狂戦士の近くに居たマリアやヨウランは勿論、アークでも反応出来なかったほどの動き。先程までとはまるで別物としか言いようがない。
咄嗟に狂戦士へと攻撃を仕掛ける各機だが、ひらり、ひらりと躱されてしまう。まるで宙を舞う木の葉を掴むかの如く、その動きは変幻自在。
『なんなんだ、こいつはよォ!』
『うひょー! はっやーい!』
『くっ……どうやら、重いだけだった装甲が無くなった事で身軽になったようだね……!』
マリアの見立ては正しく、今の狂戦士は人工筋肉の瞬発力を最大限に発揮しているに等しい。
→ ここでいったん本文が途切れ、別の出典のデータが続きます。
/// Simple moving average, NaN until `period` values have been seen.
///
/// A running sum keeps this linear in the input length. A zero period or a
/// series shorter than the period yields all NaN.
pub fn calculate_sma_nan(values: &[f64], period: usize) -> Vec<f64> {
    let mut out = vec![f64::NAN; values.len()];
    if period == 0 || values.len() < period {
        return out;
    }

    let width = period as f64;
    let mut running: f64 = values[..period].iter().sum();
    out[period - 1] = running / width;
    for (i, (&entering, &leaving)) in values[period..].iter().zip(values).enumerate() {
        running += entering - leaving;
        out[i + period] = running / width;
    }
    out
}
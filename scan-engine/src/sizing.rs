use common::config::SizingConfig;
use common::{Result, ScanError};
use serde::{Deserialize, Serialize};

/// Shares to buy for a long entry with a stop below it
#[derive(Debug, Clone, Copy, PartialEq, Serialize, Deserialize)]
pub struct PositionSize {
    pub shares: u64,
    pub entry: f64,
    pub stop: f64,
    pub risk_per_share: f64,
    pub position_value: f64,
    /// Position value over account, in percent
    pub position_percent: f64,
    pub risk_amount: f64,
    /// Risk amount over account, in percent
    pub risk_percent: f64,
    /// True when the position cap cut the share count
    pub capped: bool,
}

/// Risk `risk_fraction` of the account between entry and stop, with the
/// position value capped at `max_position_fraction` of the account.
pub fn calculate_position_size(account: f64, entry: f64, stop: f64, config: &SizingConfig) -> Result<PositionSize> {
    if !(account > 0.0 && entry > 0.0) {
        return Err(ScanError::InvalidParameter(format!(
            "account ({}) and entry ({}) must be positive",
            account, entry
        )));
    }
    let risk_per_share = entry - stop;
    if !(risk_per_share > 0.0) {
        return Err(ScanError::InvalidParameter(format!(
            "stop {:.4} must be below entry {:.4}",
            stop, entry
        )));
    }

    let by_risk = (account * config.risk_fraction / risk_per_share).floor();
    let by_cap = (account * config.max_position_fraction / entry).floor();
    let capped = by_risk > by_cap;
    let shares = by_risk.min(by_cap).max(0.0) as u64;

    let position_value = shares as f64 * entry;
    let risk_amount = shares as f64 * risk_per_share;
    Ok(PositionSize {
        shares,
        entry,
        stop,
        risk_per_share,
        position_value,
        position_percent: position_value / account * 100.0,
        risk_amount,
        risk_percent: risk_amount / account * 100.0,
        capped,
    })
}
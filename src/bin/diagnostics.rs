//! Dumps raw reed switch readings the way the board controller prints them
//! over serial, together with what the resolver makes of each one.

#[cfg(target_os = "espidf")]
fn main() -> Result<(), esp_idf_svc::sys::EspError> {
    use esp_idf_svc::hal::delay::FreeRtos;
    use esp_idf_svc::hal::i2c::{I2cConfig, I2cDriver};
    use esp_idf_svc::hal::peripherals::Peripherals;
    use esp_idf_svc::hal::prelude::*;
    use reed_chessboard::config::BoardConfig;
    use reed_chessboard::esp32::I2cRegisterBus;
    use reed_chessboard::sensor::SensorGrid;

    esp_idf_svc::sys::link_patches();
    esp_idf_svc::log::EspLogger::initialize_default();
    log::info!("Reed Switch Chess Board - diagnostics");

    let config = BoardConfig::default();
    let peripherals = Peripherals::take()?;
    let i2c_config = I2cConfig::new().baudrate(100.kHz().into());
    let driver = I2cDriver::new(
        peripherals.i2c0,
        peripherals.pins.gpio21,
        peripherals.pins.gpio22,
        &i2c_config,
    )?;
    let mut sensor = SensorGrid::new(I2cRegisterBus::new(driver, config.address), &config);

    loop {
        match sensor.has_new_state() {
            Ok(true) => match sensor.capture() {
                Ok(grid) => log::info!("Board state:\n{grid}"),
                Err(e) => log::warn!("{e}"),
            },
            Ok(false) => {}
            Err(e) => log::warn!("{e}"),
        }
        FreeRtos::delay_ms(100);
    }
}

#[cfg(not(target_os = "espidf"))]
fn main() {
    use clap::Parser;
    use reed_chessboard::cli::BoardArgs;
    use reed_chessboard::mock::ScriptedBus;
    use reed_chessboard::resolver::MoveResolver;
    use reed_chessboard::rules::ShakmatyRules;
    use reed_chessboard::sensor::SensorGrid;
    use shakmaty::{CastlingMode, Chess, Position, fen::Fen};

    /// Replay a board script and print every reading with the resolver's state
    #[derive(Parser, Debug)]
    #[command(author, version, about, long_about = None)]
    struct Args {
        /// Board script, e.g. "e2. e4. e7e5."
        script: String,

        /// Position the board starts from instead of the standard one
        #[arg(long)]
        fen: Option<String>,

        #[command(flatten)]
        board: BoardArgs,
    }

    let args = Args::parse();
    args.board.init_logging();

    let position: Chess = match &args.fen {
        Some(fen) => match fen
            .parse::<Fen>()
            .map_err(|e| e.to_string())
            .and_then(|fen| {
                fen.into_position(CastlingMode::Standard)
                    .map_err(|e| e.to_string())
            }) {
            Ok(position) => position,
            Err(e) => {
                eprintln!("Invalid FEN: {e}");
                std::process::exit(2);
            }
        },
        None => Chess::default(),
    };

    let config = args.board.config();
    let mut bus =
        ScriptedBus::from_grid(position.board().occupied().into()).with_register_map(&config);
    if let Err(e) = bus.push_script(&args.script) {
        eprintln!("{e}");
        std::process::exit(2);
    }

    let mut sensor = SensorGrid::new(bus, &config);
    let mut resolver = MoveResolver::from_position(ShakmatyRules::new(), position);

    loop {
        match sensor.capture() {
            Ok(grid) => {
                let state = resolver.poll(grid);
                println!("{grid}");
                println!("state: {state} ({:?} to move)", resolver.side_to_move());
                let delta = resolver.delta();
                if !delta.is_empty() {
                    println!("added: {:?} removed: {:?}", delta.added, delta.removed);
                }
                if let Some(rejection) = resolver.last_rejection() {
                    println!("rejected: {rejection}");
                }
                for mv in resolver.candidates() {
                    println!("candidate: {mv}");
                }
                println!();
            }
            Err(e) => log::warn!("{e}"),
        }
        if sensor.bus_mut().tick().is_none() {
            break;
        }
    }

    for (ply, mv) in resolver.history().iter().enumerate() {
        println!("{:>3}. {mv}", ply + 1);
    }
}
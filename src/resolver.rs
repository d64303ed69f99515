use std::fmt;

use shakmaty::Color;
use thiserror::Error;

use crate::RulesEngine;
use crate::grid::{self, OccupancyGrid, SquareDelta};
use crate::rules::IllegalRelocation;

/// Outcome of reconciling one sensor reading with the game.
#[derive(Debug, Clone, Copy, PartialEq, Eq, Hash, Default)]
pub enum State {
    /// Nothing has been polled yet.
    #[default]
    NullState,
    /// The pieces do not yet stand on their starting squares.
    WaitingForSetup,
    /// The board agrees with the game; [`MoveResolver::side_to_move`] says whose turn it is.
    WaitingForMoveBySideToMove,
    /// The board disagrees in a way that is not one finished move.
    PieceInTransit,
    /// One piece was relocated to a square no legal move reaches.
    MoveRejected,
    /// The game has ended. Terminal.
    GameOver,
}

impl State {
    #[inline]
    pub fn is_terminal(self) -> bool {
        self == State::GameOver
    }
}

impl fmt::Display for State {
    fn fmt(&self, f: &mut fmt::Formatter<'_>) -> fmt::Result {
        let name = match self {
            State::NullState => "null",
            State::WaitingForSetup => "waiting for setup",
            State::WaitingForMoveBySideToMove => "waiting for move",
            State::PieceInTransit => "piece in transit",
            State::MoveRejected => "move rejected",
            State::GameOver => "game over",
        };
        f.write_str(name)
    }
}

/// Failure to apply a move the host picked from [`MoveResolver::candidates`].
#[derive(Debug, Clone, PartialEq, Eq, Error)]
pub enum ResolveError {
    #[error("no sensor reading has been polled yet")]
    NoGrid,
    #[error("the board has not been set up yet")]
    SetupIncomplete,
    #[error("{0} does not produce the board as last read")]
    NotACandidate(String),
    #[error("the game is over")]
    GameOver,
}

/// Turns sensor readings into moves on the logical board.
///
/// The resolver diffs every reading against the last grid that agreed with
/// the game (not against the previous raw reading), so a piece can spend any
/// number of polls in the air without confusing it. Only a single square
/// emptied plus a single square filled is ever played automatically; every
/// other shape waits, and the host can settle it through [`Self::confirm`].
pub struct MoveResolver<R: RulesEngine> {
    rules: R,

    /// The logical position. Only replaced as a whole by a played move.
    position: R::Position,

    /// Moves played since the resolver was created.
    history: Vec<R::Move>,

    /// Last reading known to agree with `position`.
    confirmed: OccupancyGrid,

    /// Most recent reading passed to `poll`.
    last_grid: Option<OccupancyGrid>,

    delta: SquareDelta,
    rejection: Option<IllegalRelocation>,
    state: State,
    awaiting_setup: bool,
}

impl<R: RulesEngine> MoveResolver<R> {
    /// Creates a resolver for a board that already shows the starting position.
    pub fn new(rules: R) -> Self {
        let position = rules.starting_position();
        Self::from_position(rules, position)
    }

    /// Creates a resolver that reports [`State::WaitingForSetup`] until the
    /// pieces are placed on their starting squares.
    pub fn awaiting_setup(rules: R) -> Self {
        let mut resolver = Self::new(rules);
        resolver.awaiting_setup = true;
        resolver
    }

    /// Creates a resolver for a board that already shows `position`.
    pub fn from_position(rules: R, position: R::Position) -> Self {
        let confirmed = rules.occupancy(&position);
        Self {
            rules,
            position,
            history: Vec::new(),
            confirmed,
            last_grid: None,
            delta: SquareDelta::default(),
            rejection: None,
            state: State::NullState,
            awaiting_setup: false,
        }
    }

    /// Reconcile one sensor reading with the game.
    ///
    /// Plays the move when the reading is exactly one legal relocation away
    /// from the confirmed grid. Once the game is over, readings are still
    /// diffed for diagnostics but never change the position.
    pub fn poll(&mut self, grid: OccupancyGrid) -> State {
        self.last_grid = Some(grid);
        self.rejection = None;

        let state = self.resolve(grid);
        if state != self.state {
            log::debug!("{} -> {}", self.state, state);
        }
        self.state = state;
        state
    }

    fn resolve(&mut self, grid: OccupancyGrid) -> State {
        if self.state.is_terminal() {
            self.delta = grid::diff(&self.confirmed, &grid);
            return State::GameOver;
        }

        let expected = self.expected_grid();
        let matches = grid::equals(&grid, &expected);

        if self.awaiting_setup {
            if !matches {
                self.delta = grid::diff(&grid, &expected);
                return State::WaitingForSetup;
            }
            self.awaiting_setup = false;
            log::info!("board set up, {:?} to move", self.side_to_move());
        }

        if matches {
            self.confirmed = grid;
            self.delta = SquareDelta::default();
            return State::WaitingForMoveBySideToMove;
        }

        self.delta = grid::diff(&self.confirmed, &grid);
        let Some((from, to)) = self.delta.single_relocation() else {
            return State::PieceInTransit;
        };

        log::debug!("trying move {from}{to}");
        match self.rules.find_legal_move(&self.position, from, to) {
            Ok(mv) => {
                let after = self.rules.apply(&self.position, &mv);
                // En passant matches the endpoints but also empties the captured pawn's square.
                if !grid::equals(&self.rules.occupancy(&after), &grid) {
                    log::debug!("{mv} changes more squares than {from}{to}");
                    return State::PieceInTransit;
                }
                self.commit(mv, after, grid)
            }
            Err(rejection) => {
                log::debug!("rejected: {rejection}");
                self.rejection = Some(rejection);
                State::MoveRejected
            }
        }
    }

    /// Legal moves that would leave the board exactly as last read.
    ///
    /// This is how castling, en passant and captures get resolved: the poll
    /// reports [`State::PieceInTransit`] for them and the host offers these
    /// moves to the player.
    pub fn candidates(&self) -> Vec<R::Move> {
        let Some(grid) = self.last_grid else {
            return Vec::new();
        };
        if self.awaiting_setup || self.state.is_terminal() {
            return Vec::new();
        }

        self.rules
            .legal_moves(&self.position)
            .into_iter()
            .filter(|mv| {
                let after = self.rules.apply(&self.position, mv);
                grid::equals(&self.rules.occupancy(&after), &grid)
            })
            .collect()
    }

    /// Play a move the host picked from [`Self::candidates`].
    pub fn confirm(&mut self, mv: &R::Move) -> Result<State, ResolveError> {
        if self.state.is_terminal() {
            return Err(ResolveError::GameOver);
        }
        let grid = self.last_grid.ok_or(ResolveError::NoGrid)?;
        if self.awaiting_setup {
            return Err(ResolveError::SetupIncomplete);
        }
        if !self.candidates().contains(mv) {
            return Err(ResolveError::NotACandidate(mv.to_string()));
        }

        let after = self.rules.apply(&self.position, mv);
        let state = self.commit(mv.clone(), after, grid);
        log::debug!("{} -> {} (confirmed by host)", self.state, state);
        self.rejection = None;
        self.state = state;
        Ok(state)
    }

    fn commit(&mut self, mv: R::Move, after: R::Position, grid: OccupancyGrid) -> State {
        log::info!("played {mv}");
        self.position = after;
        self.history.push(mv);
        self.confirmed = grid;
        self.delta = SquareDelta::default();

        if self.rules.is_game_over(&self.position) {
            log::info!("game over after {} moves", self.history.len());
            State::GameOver
        } else {
            State::WaitingForMoveBySideToMove
        }
    }

    /// The occupancy the board should show for the current position.
    #[inline]
    pub fn expected_grid(&self) -> OccupancyGrid {
        self.rules.occupancy(&self.position)
    }

    #[inline]
    pub fn side_to_move(&self) -> Color {
        self.rules.turn(&self.position)
    }

    #[inline]
    pub fn position(&self) -> &R::Position {
        &self.position
    }

    #[inline]
    pub fn rules(&self) -> &R {
        &self.rules
    }

    #[inline]
    pub fn state(&self) -> State {
        self.state
    }

    /// Squares that differ from the confirmed grid in the last reading.
    ///
    /// While waiting for setup this instead lists the squares that still need
    /// a piece (`added`) or must be cleared (`removed`).
    #[inline]
    pub fn delta(&self) -> &SquareDelta {
        &self.delta
    }

    #[inline]
    pub fn confirmed(&self) -> &OccupancyGrid {
        &self.confirmed
    }

    #[inline]
    pub fn history(&self) -> &[R::Move] {
        &self.history
    }

    /// The relocation behind the last [`State::MoveRejected`], until the next poll.
    #[inline]
    pub fn last_rejection(&self) -> Option<IllegalRelocation> {
        self.rejection
    }
}

impl<R: RulesEngine> fmt::Debug for MoveResolver<R> {
    fn fmt(&self, f: &mut fmt::Formatter<'_>) -> fmt::Result {
        f.debug_struct("MoveResolver")
            .field("state", &self.state)
            .field("side_to_move", &self.side_to_move())
            .field("moves", &self.history.len())
            .field("confirmed", &self.confirmed)
            .field("awaiting_setup", &self.awaiting_setup)
            .finish()
    }
}
#[cfg(target_os = "espidf")]
fn main() -> Result<(), esp_idf_svc::sys::EspError> {
    use esp_idf_svc::hal::i2c::{I2cConfig, I2cDriver};
    use esp_idf_svc::hal::peripherals::Peripherals;
    use esp_idf_svc::hal::prelude::*;
    use reed_chessboard::config::BoardConfig;
    use reed_chessboard::esp32::{I2cRegisterBus, run_board};
    use reed_chessboard::resolver::MoveResolver;
    use reed_chessboard::rules::ShakmatyRules;
    use reed_chessboard::sensor::SensorGrid;

    esp_idf_svc::sys::link_patches();
    esp_idf_svc::log::EspLogger::initialize_default();
    log::info!("Reed Switch Chess Board - ESP32");

    let config = BoardConfig::default();
    let peripherals = Peripherals::take()?;
    let i2c_config = I2cConfig::new().baudrate(100.kHz().into());
    let driver = I2cDriver::new(
        peripherals.i2c0,
        peripherals.pins.gpio21,
        peripherals.pins.gpio22,
        &i2c_config,
    )?;

    let mut sensor = SensorGrid::new(I2cRegisterBus::new(driver, config.address), &config);
    let mut resolver = if config.require_setup {
        MoveResolver::awaiting_setup(ShakmatyRules::new())
    } else {
        MoveResolver::new(ShakmatyRules::new())
    };

    run_board(&mut sensor, &mut resolver, &config)
}

#[cfg(not(target_os = "espidf"))]
fn main() {
    use clap::Parser;
    use reed_chessboard::cli::BoardArgs;

    /// Reed switch chess board simulator
    #[derive(Parser, Debug)]
    #[command(author, version, about, long_about = None)]
    struct Args {
        #[command(flatten)]
        board: BoardArgs,
    }

    let args = Args::parse();
    args.board.init_logging();
    reed_chessboard::mock::run_interactive_terminal(args.board.config());
}
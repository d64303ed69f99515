use esp_idf_svc::hal::delay::TickType;
use esp_idf_svc::hal::i2c::I2cDriver;
use esp_idf_svc::sys::EspError;

use crate::RegisterBus;

/// Per-transfer I2C timeout. A stuck bus fails the poll instead of hanging the loop.
const READ_TIMEOUT_MS: u64 = 50;

/// Error types for ESP32 I2C bus operations
#[derive(Debug, thiserror::Error)]
pub enum BusError {
    #[error("I2C transfer with {address:#04x} failed: {source}")]
    Transfer {
        address: u8,
        #[source]
        source: EspError,
    },
}

/// Board controller reached over I2C.
///
/// The controller latches all 64 reed switches into eight row registers and
/// raises a flag register when they change; see [`crate::config`] for the
/// register map. One register is read per write-then-read transfer.
pub struct I2cRegisterBus<'d> {
    driver: I2cDriver<'d>,
    address: u8,
}

impl<'d> I2cRegisterBus<'d> {
    pub fn new(driver: I2cDriver<'d>, address: u8) -> Self {
        log::debug!("chessboard on I2C bus at {address:#04x}");
        Self { driver, address }
    }
}

impl RegisterBus for I2cRegisterBus<'_> {
    type Error = BusError;

    fn read_register(&mut self, register: u8) -> Result<u8, BusError> {
        let mut result = [0u8; 1];
        self.driver
            .write_read(
                self.address,
                &[register],
                &mut result,
                TickType::new_millis(READ_TIMEOUT_MS).ticks(),
            )
            .map_err(|source| BusError::Transfer {
                address: self.address,
                source,
            })?;
        Ok(result[0])
    }
}
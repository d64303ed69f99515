mod bus;

pub use bus::{BusError, I2cRegisterBus};

use esp_idf_svc::hal::delay::FreeRtos;

use crate::RegisterBus;
use crate::config::BoardConfig;
use crate::resolver::{MoveResolver, State};
use crate::rules::ShakmatyRules;
use crate::sensor::SensorGrid;

/// Capture and reconcile forever, one poll per configured interval.
///
/// Bus failures skip the poll and leave the game untouched.
pub fn run_board<B: RegisterBus>(
    sensor: &mut SensorGrid<B>,
    resolver: &mut MoveResolver<ShakmatyRules>,
    config: &BoardConfig,
) -> ! {
    let delay_ms = u32::try_from(config.poll_interval.as_millis()).unwrap_or(u32::MAX);
    let mut last = State::NullState;

    loop {
        match sensor.capture() {
            Ok(grid) => {
                let state = resolver.poll(grid);
                if state != last {
                    log::info!("{state} ({:?} to move)", resolver.side_to_move());
                    last = state;
                }
            }
            Err(e) => log::warn!("skipping poll: {e}"),
        }
        FreeRtos::delay_ms(delay_ms);
    }
}
use std::io::Write;
use std::time::Duration;

use crate::config::BoardConfig;
use crate::grid::{Orientation, Rotation};

/// Board options shared by the host binaries.
#[derive(clap::Args, Debug, Clone)]
pub struct BoardArgs {
    /// Enable debug logging
    #[arg(short, long)]
    pub debug: bool,

    /// Assume the pieces already stand on their starting squares
    #[arg(long)]
    pub skip_setup: bool,

    /// Clockwise rotation of the switch array in degrees (0, 90, 180, 270)
    #[arg(long, value_parser = parse_rotation, default_value = "0")]
    pub rotate: Rotation,

    /// Mirror the switch array left to right
    #[arg(long)]
    pub mirror: bool,

    /// Poll interval in milliseconds
    #[arg(long, default_value_t = 250)]
    pub poll_ms: u64,
}

impl BoardArgs {
    pub fn config(&self) -> BoardConfig {
        BoardConfig {
            poll_interval: Duration::from_millis(self.poll_ms),
            orientation: Orientation {
                rotation: self.rotate,
                mirror: self.mirror,
            },
            require_setup: !self.skip_setup,
            ..BoardConfig::default()
        }
    }

    /// Initialize `env_logger` on stderr, honouring `RUST_LOG` when set.
    pub fn init_logging(&self) {
        let log_level = if self.debug { "debug" } else { "warn" };
        env_logger::Builder::from_env(
            env_logger::Env::default().filter_or(env_logger::DEFAULT_FILTER_ENV, log_level),
        )
        .format(|buf, record| {
            writeln!(buf, "[{}] {}: {}", record.level(), record.target(), record.args())
        })
        .target(env_logger::Target::Stderr)
        .init();
    }
}

fn parse_rotation(s: &str) -> Result<Rotation, String> {
    s.parse::<u16>()
        .ok()
        .and_then(Rotation::from_degrees)
        .ok_or_else(|| format!("rotation must be 0, 90, 180 or 270, got '{s}'"))
}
本来であれば装甲の無い機体は銃弾の一発、斬撃が掠るだけでも致命的な損傷になりかねない。だが、この狂戦士のように尋常ではない反射速度と身のこなしを兼ね備えているならば? むしろ装甲は動きの枷にしかならないのだ。
『このっ! チクショウ、抜かれた! 逃げろレイチェル!』
三機掛かりの攻撃を華麗に避け、狂戦士は一直線にブラストウルフへと走る。片手剣を肩口に受けた機体は仰向けに倒れたままで、恐らくトドメを刺しにいくつもりらしい。
『起きろ、レイチェル!』
マリアの叫び声は虚しく大空洞へと消えていった。